Catwoman #30 courtesy DC Comics
Catwoman #30 courtesy DC Comics

Ann Nocenti is making Selina Kyle smarter and even more manipulative. The Catwoman writer was part of DC Comics all-star team of creators at Emerald City Comicon on the 75th Anniversary of the Batman’s debut in Detective Comics.

 

Catwoman #30 is the start of Race of Thieves as Selina enters a global contest to become the best thief on the planet. There’s no honor among thieves and Selina is outgunned against more super powered criminals.

 

We talked one on one with Nocenti about the next big storyline in which Selina faces the Rogues, learns from her past and figures out how to beat her criminal competition.

 

“She’s basically learning how to be more manipulative…more calculating. She’s upping her skills when it comes to raking, you know, lock breaking, her weaponry. She’s now got Tesla the steam punk girl that is kind of her Q you know who comes up with tech for her.  So she’s gotta go to a party so she’s figuring out where on her outfit like in a dress so she ends up putting all these trip wires in her belt and her charm bracelet becomes a little bomb. She’s basically learning how to win through smarts because she doesn’t have powers. In this issue she goes up against Mirror Master and Glider and the Rogues have really insane awesome powers so she has to outsmart everybody. During the Penguin War she screwed up. She tried to expand her crime turf and the blow back was huge. People died. She didn’t really win anything. She fell down in the Gotham underground and that’s when she really learned everybody down here has more than power than me so I have to get them to destroy each other. So basically she’s become a master of pitting people against each other. And she’s learning that information is power. She’s starting her little black book (smiles)”

 

Catwoman #25 courtesy DC Comics

Nocenti is famous for her Daredevil run in which she created Typhoid Mary. She gave us X-Men villain Spiral in the original Longshot mini-series. Selina Kyle is the latest in a long line of Nocenti’s femme fatales.

 

With all versions of Catwoman over the years what does she consider Selina’s core and what guides Nocenti as she writes the most infamous villainess/anti-heroine in comics:

 

“I think one of the interesting things about strong iconic characters is that they’re very flexible. You can stretch them in different directions and they snap back.
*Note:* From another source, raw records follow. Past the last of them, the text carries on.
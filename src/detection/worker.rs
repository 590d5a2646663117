//! 检测工作线程
//! The per-frame detection loop
//!
//! 每次迭代: 取帧 → 姿态推理 → 逐人判定 → 去抖 → 告警 → 固定休眠。
//! 单次迭代内的任何错误都被捕获并退避重试, 循环只在会话标志变为
//! false时退出。

use super::classifier::FallClassifier;
use super::debouncer::FallDebouncer;
use super::history::PoseHistory;
use super::types::{FallEvent, Frame};
use crate::broadcast::EventBroadcaster;
use crate::fall_log::{FallLog, FallLogEntry};
use crate::input::FrameSource;
use crate::models::PoseEstimator;
use crate::storage::ScreenshotStore;
use crate::{gen_time_display, gen_time_label, MIN_KEYPOINTS};
use anyhow::Result;
use chrono::Local;
use std::sync::atomic::{AtomicBool, Ordering};
use std::sync::{Arc, Mutex, PoisonError};
use std::time::Duration;

// ========== 循环节奏 ==========

/// 工作线程节奏配置
#[derive(Debug, Clone)]
pub struct WorkerConfig {
    /// 每帧处理后的固定休眠, 限制CPU占用与帧处理速率
    pub frame_interval: Duration,
    /// 单次迭代出错后的退避休眠
    pub error_backoff: Duration,
}

impl Default for WorkerConfig {
    fn default() -> Self {
        Self {
            frame_interval: Duration::from_millis(100),
            error_backoff: Duration::from_secs(1),
        }
    }
}

/// 检测循环的协作方集合 (随会话克隆进工作线程)
#[derive(Clone)]
pub struct DetectionContext {
    pub source: Arc<Mutex<Box<dyn FrameSource + Send>>>,
    pub model: Arc<Mutex<Box<dyn PoseEstimator + Send>>>,
    pub store: Arc<dyn ScreenshotStore>,
    pub fall_log: Arc<FallLog>,
    pub broadcaster: Arc<EventBroadcaster>,
}

/// 会话私有状态: 每次start重新构建, 不跨会话残留
struct SessionState {
    classifier: FallClassifier,
    history: PoseHistory,
    debouncer: FallDebouncer,
}

impl SessionState {
    fn new() -> Self {
        Self {
            classifier: FallClassifier::default(),
            history: PoseHistory::new(),
            debouncer: FallDebouncer::new(),
        }
    }
}

enum IterationOutcome {
    /// 处理了一帧, 按固定间隔休眠
    Processed,
    /// 取不到帧, 直接进入下一次迭代
    NoFrame,
}

/// 检测工作线程入口: 循环直到会话标志变为false
pub fn detection_thread(active: Arc<AtomicBool>, ctx: DetectionContext, config: WorkerConfig) {
    println!("✅ 检测线程启动 (Detection thread started)");

    let mut state = SessionState::new();

    while active.load(Ordering::SeqCst) {
        match run_iteration(&ctx, &mut state) {
            Ok(IterationOutcome::Processed) => std::thread::sleep(config.frame_interval),
            Ok(IterationOutcome::NoFrame) => {}
            Err(e) => {
                eprintln!("❌ 检测迭代异常: {e:?}");
                std::thread::sleep(config.error_backoff);
            }
        }
    }

    println!("✅ 检测线程退出 (Detection thread exited)");
}

/// 单次迭代
fn run_iteration(ctx: &DetectionContext, state: &mut SessionState) -> Result<IterationOutcome> {
    let frame = {
        let mut source = ctx.source.lock().unwrap_or_else(PoisonError::into_inner);
        source.next_frame()
    };
    let frame = match frame {
        Some(f) => f,
        None => return Ok(IterationOutcome::NoFrame),
    };

    let persons = {
        let mut model = ctx.model.lock().unwrap_or_else(PoisonError::into_inner);
        model.infer(&frame)?
    };

    if persons.is_empty() {
        return Ok(IterationOutcome::Processed);
    }

    let mut any_classified = false;
    let mut fallen_detected = false;

    for keypoints in &persons {
        // 关键点不足的目标直接跳过, 不参与判定
        if keypoints.len() < MIN_KEYPOINTS {
            continue;
        }
        any_classified = true;

        state.history.push(keypoints.clone());
        let fallen = {
            let prior = state.history.prior();
            state.classifier.classify(keypoints, prior)
        };

        if fallen {
            fallen_detected = true;
            let decision = state.debouncer.update(true);

            if decision.should_alert {
                handle_alert(ctx, &frame, decision.confidence, decision.consecutive_falls)?;
            } else {
                println!(
                    "⏳ 持续跌倒中 (consecutive: {}), 不重复通知",
                    decision.consecutive_falls
                );
            }
        }
    }

    // 有可判定目标但无人跌倒 → 跌倒段结束, 重置计数并重新打开告警门
    if any_classified && !fallen_detected {
        let before = state.debouncer.consecutive_falls();
        state.debouncer.update(false);
        if before > 0 {
            println!("🔄 跌倒结束, 连续计数从 {} 重置", before);
        }
    }

    Ok(IterationOutcome::Processed)
}

/// 告警处理: 截图 → 记日志 → 广播
fn handle_alert(
    ctx: &DetectionContext,
    frame: &Frame,
    confidence: f32,
    consecutive_falls: u32,
) -> Result<()> {
    let now = Local::now();
    let label = gen_time_label(now);

    let image_path = ctx.store.save(frame, &label)?;

    ctx.fall_log.append(FallLogEntry {
        timestamp: gen_time_display(now),
        image: image_path.clone(),
    });

    println!(
        "🚨 检测到跌倒, 已通知 (consecutive: {}, confidence: {:.2})",
        consecutive_falls, confidence
    );
    let event = FallEvent::new(now, image_path, confidence, consecutive_falls);
    ctx.broadcaster.publish(&event);

    Ok(())
}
So you can have a Selina Kyle story where it’s been implied she’s been a prostitute – some people did those stories. She’s a street urchin. She’s a femme fatale who can wow a room. Whatever you do it’s like Batman, Daredevil Spider-Man, Superman – if you have an iconic character you can look at them from all these different angles and they snap back into shape. So Catwoman is just…she’s Catwoman. You can do whatever you want and she’s still Catwoman. She’s a very strong icon.”

 

Catwoman #31 courtesy DC Comics

As DC Comics celebrates 75 years of Batman I asked Nocenti how she feels about writing the most famous female in the Dark Knight’s gallery.

 

“I’m kind of just in love with her. I relate to  her. I’m a very adventurous girl. I taught film in Haiti. I shot a film in Pakistan. I’ve done a lot of crazy stuff in my life. Sometimes I fling myself places that are quite dangerous because I wake up. I wake up when things are dangerous so I relate to her what she feels like when there’s nothing happening. I know how sleepy and bored and how she’s gonna start something because she doesn’t like life when it’s passive. And she’s empowered. She goes after what she wants.  Is she a role model if her main thing is that she wants your wallet or her wallet? She is – because she goes after what she wants and she has a plan and a strategy and she has mad energy she can go and go and go.”

 

Race of Thieves begins in Catwoman #30 out April 23.

 

You can find Nocenti at the DC Comics booth or at her own table near Arthur Adams, co-creator of Longshot.